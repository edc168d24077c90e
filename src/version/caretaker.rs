//! Change detection and memento capture.
//!
//! The [`Caretaker`] polls the registry's change ledger once per editor
//! tick. Every record that observably changed since the last tick is
//! serialized into a [`Memento`] - a self-contained command frame in the
//! stream format - and reported as a [`ChangeEvent`] carrying both the
//! new snapshot and the previous one, so a caller-maintained history
//! stack gets undo and redo from the same machinery.

use ahash::AHashMap;
use bytes::Bytes;

use crate::core::LoadConfig;
use crate::registry::{RecordKind, Registry};
use crate::stream::{self, MigrationRegistry};
use crate::types::{Identifier, Result};

/// A self-contained snapshot of one record: a single stream frame plus
/// the record's ledger version at capture time.
#[derive(Debug, Clone, PartialEq, Eq)]
pub struct Memento {
    /// The snapshotted record
    pub record: Identifier,
    /// Record kind at capture time
    pub kind: RecordKind,
    /// Ledger version at capture time
    pub version: u64,
    /// One complete stream frame recreating the record
    pub data: Bytes,
}

/// How a record changed between two caretaker ticks
#[derive(Debug, Clone, Copy, PartialEq, Eq)]
pub enum ChangeKind {
    /// The record appeared since the last tick
    Created,
    /// The record changed observably since the last tick
    Modified,
    /// The record left the registry since the last tick
    Removed,
}

/// One record's transition, with the snapshots needed to walk it in
/// either direction
#[derive(Debug, Clone)]
pub struct ChangeEvent {
    /// The record that changed
    pub record: Identifier,
    /// The direction of the change
    pub kind: ChangeKind,
    /// Snapshot after the change (`None` for removals)
    pub memento: Option<Memento>,
    /// Snapshot before the change (`None` for creations)
    pub previous: Option<Memento>,
}

/// Polls the change ledger and captures mementos.
#[derive(Default)]
pub struct Caretaker {
    last_seen: AHashMap<Identifier, Memento>,
    // Snapshot order, so removal events fire deterministically
    order: Vec<Identifier>,
}

impl Caretaker {
    /// A caretaker with no history
    pub fn new() -> Self {
        Self::default()
    }

    /// Snapshot every currently registered record without emitting
    /// events, and clear the pending changed set. Call after a load to
    /// make the loaded state the undo baseline.
    pub fn rebase(&mut self, registry: &mut Registry) -> Result<()> {
        self.last_seen.clear();
        self.order.clear();
        let ids: Vec<Identifier> = registry.records().map(|r| r.id()).collect();
        for id in ids {
            if let Some(memento) = capture(registry, id)? {
                self.remember(memento);
            }
        }
        registry.versions().reset_changed();
        Ok(())
    }

    /// One tick: drain the changed set, detect evictions, and report
    /// every observable transition since the previous tick.
    ///
    /// A record that was marked changed but whose serialized form and
    /// ledger version match the last snapshot produces no event.
    pub fn update(&mut self, registry: &mut Registry) -> Result<Vec<ChangeEvent>> {
        let mut events = Vec::new();

        // Evictions: snapshots whose record is gone
        let removed: Vec<Identifier> = self
            .order
            .iter()
            .filter(|id| registry.find_by_id(**id).is_none())
            .copied()
            .collect();
        for id in removed {
            self.order.retain(|o| *o != id);
            let previous = self.last_seen.remove(&id);
            events.push(ChangeEvent {
                record: id,
                kind: ChangeKind::Removed,
                memento: None,
                previous,
            });
        }

        let changed = registry.versions().changed();
        registry.versions().reset_changed();
        for id in changed {
            let Some(memento) = capture(registry, id)? else {
                continue;
            };
            match self.last_seen.get(&id) {
                Some(prev) if prev.version == memento.version && prev.data == memento.data => {}
                Some(prev) => {
                    let previous = prev.clone();
                    self.remember(memento.clone());
                    events.push(ChangeEvent {
                        record: id,
                        kind: ChangeKind::Modified,
                        memento: Some(memento),
                        previous: Some(previous),
                    });
                }
                None => {
                    self.remember(memento.clone());
                    events.push(ChangeEvent {
                        record: id,
                        kind: ChangeKind::Created,
                        memento: Some(memento),
                        previous: None,
                    });
                }
            }
        }
        Ok(events)
    }

    /// Re-impose a snapshot on the registry.
    ///
    /// The memento's frame is applied through the regular load path, so an
    /// existing record instance is overwritten in place and live handles
    /// keep pointing at the restored state. The record's ledger version
    /// rewinds to the snapshot's, and the restore itself does not land in
    /// the changed set.
    pub fn restore(&mut self, registry: &mut Registry, memento: &Memento) -> Result<()> {
        stream::accept(
            &memento.data,
            registry,
            &MigrationRegistry::new(),
            &LoadConfig::default(),
        )?;
        registry.versions().set_version(memento.record, memento.version);
        registry.versions().clear_changed(memento.record);
        self.remember(memento.clone());
        Ok(())
    }

    fn remember(&mut self, memento: Memento) {
        if self.last_seen.insert(memento.record, memento.clone()).is_none() {
            self.order.push(memento.record);
        }
    }
}

fn capture(registry: &Registry, id: Identifier) -> Result<Option<Memento>> {
    let Some(record) = registry.find_by_id(id) else {
        return Ok(None);
    };
    let data = stream::encode_record(record)?;
    Ok(Some(Memento {
        record: id,
        kind: record.kind(),
        version: registry.versions().version_of(id),
        data,
    }))
}

#[cfg(test)]
mod tests {
    use super::*;
    use crate::object::DynamicObject;
    use crate::schema::{builtins, TypeKind};
    use crate::types::Value;

    fn tracked_registry() -> Registry {
        let mut registry = Registry::new();
        registry.register_builtins();
        registry
    }

    #[test]
    fn created_then_modified_then_removed() {
        // Goal: one record walks through all three transition kinds
        // across ticks, with matching snapshots
        let mut registry = tracked_registry();
        let mut caretaker = Caretaker::new();

        let script = registry.create_script("boot");
        let id = script.borrow().id();
        let events = caretaker.update(&mut registry).unwrap();
        assert_eq!(events.len(), 1);
        assert_eq!(events[0].kind, ChangeKind::Created);
        assert!(events[0].previous.is_none());

        script.borrow_mut().set_source("print('hi')");
        let events = caretaker.update(&mut registry).unwrap();
        assert_eq!(events.len(), 1);
        assert_eq!(events[0].kind, ChangeKind::Modified);
        assert!(events[0].previous.is_some());

        registry.unregister(id);
        let events = caretaker.update(&mut registry).unwrap();
        assert_eq!(events.len(), 1);
        assert_eq!(events[0].kind, ChangeKind::Removed);
        assert!(events[0].memento.is_none());
        assert!(events[0].previous.is_some());

        // Quiet tick
        assert!(caretaker.update(&mut registry).unwrap().is_empty());
    }

    #[test]
    fn restore_preserves_record_identity() {
        // Goal: undoing an edit rewinds the record's content and version
        // while live handles keep observing the same instance
        let mut registry = tracked_registry();
        let mut caretaker = Caretaker::new();

        let script = registry.create_script("boot");
        let id = script.borrow().id();
        script.borrow_mut().set_source("v1");
        let events = caretaker.update(&mut registry).unwrap();
        let before = events[0].memento.clone().unwrap();

        script.borrow_mut().set_source("v2");
        caretaker.update(&mut registry).unwrap();

        caretaker.restore(&mut registry, &before).unwrap();
        assert_eq!(script.borrow().source, "v1");
        assert_eq!(registry.versions().version_of(id), before.version);
        // The restore itself is not a pending change
        assert!(caretaker.update(&mut registry).unwrap().is_empty());
    }

    #[test]
    fn removal_undo_reregisters_from_snapshot() {
        let mut registry = tracked_registry();
        let mut caretaker = Caretaker::new();

        let entity = registry.create_entity("Player");
        let id = entity.borrow().id();
        caretaker.update(&mut registry).unwrap();

        registry.unregister(id);
        let events = caretaker.update(&mut registry).unwrap();
        let snapshot = events[0].previous.clone().unwrap();

        caretaker.restore(&mut registry, &snapshot).unwrap();
        let restored: std::rc::Rc<std::cell::RefCell<crate::registry::Entity>> =
            registry.find_by_name("Player").unwrap();
        assert_eq!(restored.borrow().id(), id);
    }

    #[test]
    fn component_edits_surface_as_entity_changes() {
        // Goal: a nested component write shows up as a Modified event on
        // the owning entity, and the memento round-trips the new value
        let mut registry = tracked_registry();
        let mut caretaker = Caretaker::new();

        let position = registry.create_type("Position", TypeKind::Component);
        position
            .borrow_mut()
            .add_field("x", builtins::float_type(), false);
        let type_id = position.borrow().id();
        registry.resolve_default(type_id);

        let entity = registry.create_entity("Player");
        let mut component = DynamicObject::new(position.borrow().reference());
        component.refresh(&registry, None, false);
        entity.borrow_mut().add_component(component);
        caretaker.update(&mut registry).unwrap();

        entity
            .borrow_mut()
            .component_mut(type_id)
            .unwrap()
            .set("x", Value::Float(9.5))
            .unwrap();
        let events = caretaker.update(&mut registry).unwrap();
        let entity_id = entity.borrow().id();
        assert!(events
            .iter()
            .any(|e| e.record == entity_id && e.kind == ChangeKind::Modified));
    }
}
━━━
EXERCISE GOAL:
Within the listing above, the range opens at the line with "filename src/version/caretaker.rs" and closes at the line with "a caller-maintained history". Reproduce exactly the lines of that range, including both ends.

ANSWER TO THE EXERCISE:
filename src/version/caretaker.rs
//! Change detection and memento capture.
//!
//! The [`Caretaker`] polls the registry's change ledger once per editor
//! tick. Every record that observably changed since the last tick is
//! serialized into a [`Memento`] - a self-contained command frame in the
//! stream format - and reported as a [`ChangeEvent`] carrying both the
//! new snapshot and the previous one, so a caller-maintained history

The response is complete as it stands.